Xie believes the 2060 target will force short-term changes. “The goal will be difficult or even impossible to reach if we rely on traditional technologies and maintain traditional ways of production, of living and consumption,” he says. “This sends out a clear signal: We have to transform fast and innovate big.”

It’s not climate skepticism that drives the resistance. Chinese schoolchildren are taught the science of global warming from a young age, and citizens are eager for the government to clean up the polluted air and water. The main issue is the coal industry. China mines and burns half the world’s supply, and the sector still supports tens of millions of jobs.

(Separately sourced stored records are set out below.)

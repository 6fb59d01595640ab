//! Reading and writing of the command file formats.

use std::path::Path;

use eyre::{Context as _, ensure};
use serde::Serialize;
use serde::de::DeserializeOwned;
use zkdrop_core::base::FieldElement;
use zkdrop_core::schema::config::AirdropConfiguration;
use zkdrop_merkle::MerkleTree;

use crate::circuit_input::ensure_root;

/// Read and decode a JSON file.
pub(super) async fn read_json<T: DeserializeOwned>(path: &Path, what: &str) -> eyre::Result<T> {
    let text = tokio::fs::read_to_string(path)
        .await
        .with_context(|| format!("Failed to read {what} file {}", path.display()))?;
    serde_json::from_str(&text).with_context(|| format!("Failed to parse {what} JSON"))
}

/// Encode a value as pretty JSON and write it out.
pub(super) async fn write_json<T: Serialize>(path: &Path, value: &T) -> eyre::Result<()> {
    let json = serde_json::to_string_pretty(value)?;
    tokio::fs::write(path, json)
        .await
        .with_context(|| format!("Failed to write {}", path.display()))
}

/// Load a tree from its storage file.
pub(super) async fn load_tree(path: &Path) -> eyre::Result<MerkleTree> {
    let text = tokio::fs::read_to_string(path)
        .await
        .with_context(|| format!("Failed to read tree file {}", path.display()))?;
    MerkleTree::from_storage_string(&text)
        .with_context(|| format!("Failed to load tree from {}", path.display()))
}

/// Parse a leaves file: one field element per line, blank lines ignored.
pub(super) fn parse_leaves(text: &str) -> eyre::Result<Vec<FieldElement>> {
    text.lines()
        .enumerate()
        .filter(|(_, line)| !line.trim().is_empty())
        .map(|(index, line)| {
            line.parse::<FieldElement>()
                .with_context(|| format!("Invalid leaf on line {}", index.saturating_add(1)))
        })
        .collect()
}

/// Describe a built tree.
pub(super) fn airdrop_configuration(tree: &MerkleTree) -> eyre::Result<AirdropConfiguration> {
    Ok(AirdropConfiguration {
        merkle_root: tree.root(),
        leaf_count: u64::try_from(tree.leaf_count())?,
        depth: u32::try_from(tree.depth())?,
    })
}

/// Check that `tree` is the one described by `config`.
pub(super) fn ensure_matches_configuration(
    tree: &MerkleTree,
    config: &AirdropConfiguration,
) -> eyre::Result<()> {
    ensure_root(tree, config.merkle_root)?;
    let actual = airdrop_configuration(tree)?;
    ensure!(
        actual.leaf_count == config.leaf_count && actual.depth == config.depth,
        "Tree shape ({} leaves, depth {}) does not match the configuration ({} leaves, depth {})",
        actual.leaf_count,
        actual.depth,
        config.leaf_count,
        config.depth
    );
    Ok(())
}
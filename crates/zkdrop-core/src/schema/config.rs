use schemars::JsonSchema;
use serde::{Deserialize, Serialize};

use crate::base::FieldElement;

/// Public description of a built airdrop commitment tree.
#[derive(Debug, Clone, Deserialize, Serialize, JsonSchema, PartialEq, Eq)]
pub struct AirdropConfiguration {
    /// Root of the commitment tree.
    #[schemars(with = "String")]
    pub merkle_root: FieldElement,
    /// Number of leaves (a power of two).
    pub leaf_count: u64,
    /// Number of levels above the leaves.
    pub depth: u32,
}
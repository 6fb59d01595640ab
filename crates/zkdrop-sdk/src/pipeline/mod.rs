//! Boundary to the external witness calculator and prover.
//!
//! The circuit inputs are turned into a witness using the compiled circuit, and the witness
//! into proof call data using the proving key. Both steps are long-running and cancellable:
//! dropping the returned futures abandons the work.

mod config;
mod error;
mod retry;
mod snarkjs;

use std::fmt;
use std::path::{Path, PathBuf};

pub use config::{ConfigError, PipelineConfig, ValidatedPipelineConfig};
pub use error::PipelineError;
pub use snarkjs::{DEFAULT_SNARKJS_PROGRAM, SnarkjsPipeline};
use tracing::{info, instrument};
use zkdrop_core::base::FieldElement;
use zkdrop_core::schema::circuit_inputs::CircuitInputs;
use zkdrop_merkle::{Committer, MerkleTree, Note};

use crate::circuit_input::build_circuit_inputs;

/// Compiled artifacts of the withdrawal circuit.
#[derive(Debug, Clone, PartialEq, Eq)]
pub struct CircuitArtifacts {
    /// Compiled circuit used for witness calculation.
    pub circuit_wasm: PathBuf,
    /// Proving key of the circuit.
    pub proving_key: PathBuf,
}

/// A calculated witness in the external toolchain's binary format.
#[derive(Clone, PartialEq, Eq)]
pub struct Witness(pub Vec<u8>);

impl fmt::Debug for Witness {
    fn fmt(&self, f: &mut fmt::Formatter<'_>) -> fmt::Result {
        write!(f, "Witness(<{} bytes>)", self.0.len())
    }
}

/// Proof call data, ready for submission to the on-chain verifier.
#[derive(Debug, Clone, PartialEq, Eq)]
pub struct ProofCallData(pub String);

/// Turns circuit inputs into a witness.
pub trait WitnessCalculator {
    /// Calculate the witness of `inputs` for the compiled circuit at `circuit_wasm`.
    fn calculate_witness(
        &self,
        inputs: &CircuitInputs,
        circuit_wasm: &Path,
    ) -> impl Future<Output = Result<Witness, PipelineError>> + Send;
}

/// Turns a witness into proof call data.
pub trait ProofSynthesizer {
    /// Prove `witness` with the key at `proving_key`.
    fn prove(
        &self,
        witness: &Witness,
        proving_key: &Path,
    ) -> impl Future<Output = Result<ProofCallData, PipelineError>> + Send;
}

/// Run the witness and proving steps for already assembled circuit inputs.
///
/// # Errors
/// Propagates the first failing step.
#[instrument(skip_all, fields(root = %inputs.root, nullifier_hash = %inputs.nullifier_hash))]
pub async fn prove_circuit_inputs<W, P>(
    inputs: &CircuitInputs,
    artifacts: &CircuitArtifacts,
    witness_calculator: &W,
    prover: &P,
) -> Result<ProofCallData, PipelineError>
where
    W: WitnessCalculator + Sync,
    P: ProofSynthesizer + Sync,
{
    info!("Calculating witness");
    let witness = witness_calculator
        .calculate_witness(inputs, &artifacts.circuit_wasm)
        .await?;

    info!("Generating proof");
    let call_data = prover.prove(&witness, &artifacts.proving_key).await?;
    info!("Proof generated");
    Ok(call_data)
}

/// Build the circuit inputs for `note` and produce its proof call data.
///
/// # Errors
/// Returns [`PipelineError::Claim`] if the note is not in `tree`, or the first failing
/// pipeline step.
pub async fn generate_proof_call_data<C, W, P>(
    tree: &MerkleTree,
    committer: &C,
    note: &Note,
    recipient: FieldElement,
    artifacts: &CircuitArtifacts,
    witness_calculator: &W,
    prover: &P,
) -> Result<ProofCallData, PipelineError>
where
    C: Committer,
    W: WitnessCalculator + Sync,
    P: ProofSynthesizer + Sync,
{
    let inputs = build_circuit_inputs(tree, committer, note, recipient)?;
    prove_circuit_inputs(&inputs, artifacts, witness_calculator, prover).await
}

#[cfg(test)]
mod tests {
    use std::sync::Mutex;

    use test_utils::SumHasher;
    use zkdrop_core::base::SecretValue;

    use super::*;
    use crate::circuit_input::ClaimError;

    /// Encodes the inputs as the witness and records the circuit path.
    #[derive(Default)]
    struct JsonWitness(Mutex<Vec<PathBuf>>);

    impl WitnessCalculator for JsonWitness {
        async fn calculate_witness(
            &self,
            inputs: &CircuitInputs,
            circuit_wasm: &Path,
        ) -> Result<Witness, PipelineError> {
            self.0
                .lock()
                .expect("lock")
                .push(circuit_wasm.to_path_buf());
            Ok(Witness(serde_json::to_vec(inputs)?))
        }
    }

    /// Echoes the witness length and key file name as call data.
    struct EchoProver;

    impl ProofSynthesizer for EchoProver {
        async fn prove(
            &self,
            witness: &Witness,
            proving_key: &Path,
        ) -> Result<ProofCallData, PipelineError> {
            Ok(ProofCallData(format!(
                "{}:{}",
                proving_key.display(),
                witness.0.len()
            )))
        }
    }

    struct FailingProver;

    impl ProofSynthesizer for FailingProver {
        async fn prove(&self, _: &Witness, _: &Path) -> Result<ProofCallData, PipelineError> {
            Err(PipelineError::Proof("constraint not satisfied".to_owned()))
        }
    }

    /// Commits to the first preimage byte.
    struct FirstByteCommitter;

    impl Committer for FirstByteCommitter {
        fn commit(&self, bytes: &[u8]) -> FieldElement {
            FieldElement::from(u64::from(bytes.first().copied().unwrap_or_default()))
        }
    }

    fn artifacts() -> CircuitArtifacts {
        CircuitArtifacts {
            circuit_wasm: PathBuf::from("withdraw.wasm"),
            proving_key: PathBuf::from("withdraw.zkey"),
        }
    }

    fn fixture() -> (MerkleTree, Note) {
        let leaves: Vec<_> = [1_u64, 2, 3, 4].into_iter().map(FieldElement::from).collect();
        let tree = MerkleTree::from_leaves(&leaves, &SumHasher).expect("valid tree");
        let nullifier = SecretValue::try_from(FieldElement::from(2)).expect("fits");
        let secret = SecretValue::try_from(FieldElement::from(8)).expect("fits");
        (tree, Note::new(nullifier, secret))
    }

    #[tokio::test]
    async fn runs_both_steps_in_order() {
        let (tree, note) = fixture();
        let witness = JsonWitness::default();
        let expected_inputs = build_circuit_inputs(&tree, &FirstByteCommitter, &note, FieldElement::ONE)
            .expect("note is in the tree");
        let expected_len = serde_json::to_vec(&expected_inputs).expect("encode").len();

        let call_data = generate_proof_call_data(
            &tree,
            &FirstByteCommitter,
            &note,
            FieldElement::ONE,
            &artifacts(),
            &witness,
            &EchoProver,
        )
        .await
        .expect("pipeline succeeds");

        assert_eq!(call_data, ProofCallData(format!("withdraw.zkey:{expected_len}")));
        assert_eq!(
            *witness.0.lock().expect("lock"),
            vec![PathBuf::from("withdraw.wasm")]
        );
    }

    #[tokio::test]
    async fn missing_note_fails_before_witness_calculation() {
        let (tree, _) = fixture();
        let stranger = Note::new(
            SecretValue::try_from(FieldElement::from(9)).expect("fits"),
            SecretValue::try_from(FieldElement::from(9)).expect("fits"),
        );
        let witness = JsonWitness::default();

        let result = generate_proof_call_data(
            &tree,
            &FirstByteCommitter,
            &stranger,
            FieldElement::ONE,
            &artifacts(),
            &witness,
            &EchoProver,
        )
        .await;

        assert!(matches!(
            result,
            Err(PipelineError::Claim(ClaimError::Tree(_)))
        ));
        assert!(witness.0.lock().expect("lock").is_empty());
    }

    #[tokio::test]
    async fn prover_errors_propagate() {
        let (tree, note) = fixture();
        let inputs = build_circuit_inputs(&tree, &FirstByteCommitter, &note, FieldElement::ONE)
            .expect("note is in the tree");

        let result =
            prove_circuit_inputs(&inputs, &artifacts(), &JsonWitness::default(), &FailingProver)
                .await;
        assert!(matches!(result, Err(PipelineError::Proof(_))));
    }
}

After Xi endorsed the Paris Agreement, the Chinese coal industry launched a nationwide campaign to retrofit power plants with what it claims to be low-emission technology. This effort was publicly endorsed by influential academics, and that support in turn gave the coal industry cover to build new plants. On the very same day Xi addressed the U.N., a commentary in the People’s Daily, a Communist Party mouthpiece, argued for the future of coal: “As long as coal is utilized in a clean and efficient way, it should be called clean energy.”

Xie thinks this time will be different. “The ultra low-emission (coal) technology might have resolved the problems of air pollution and energy efficiency, but it can’t solve the problem of CO2 emissions,” he says. “Now that President Xi has made public the goal, I believe people will start to see the investment risks there.”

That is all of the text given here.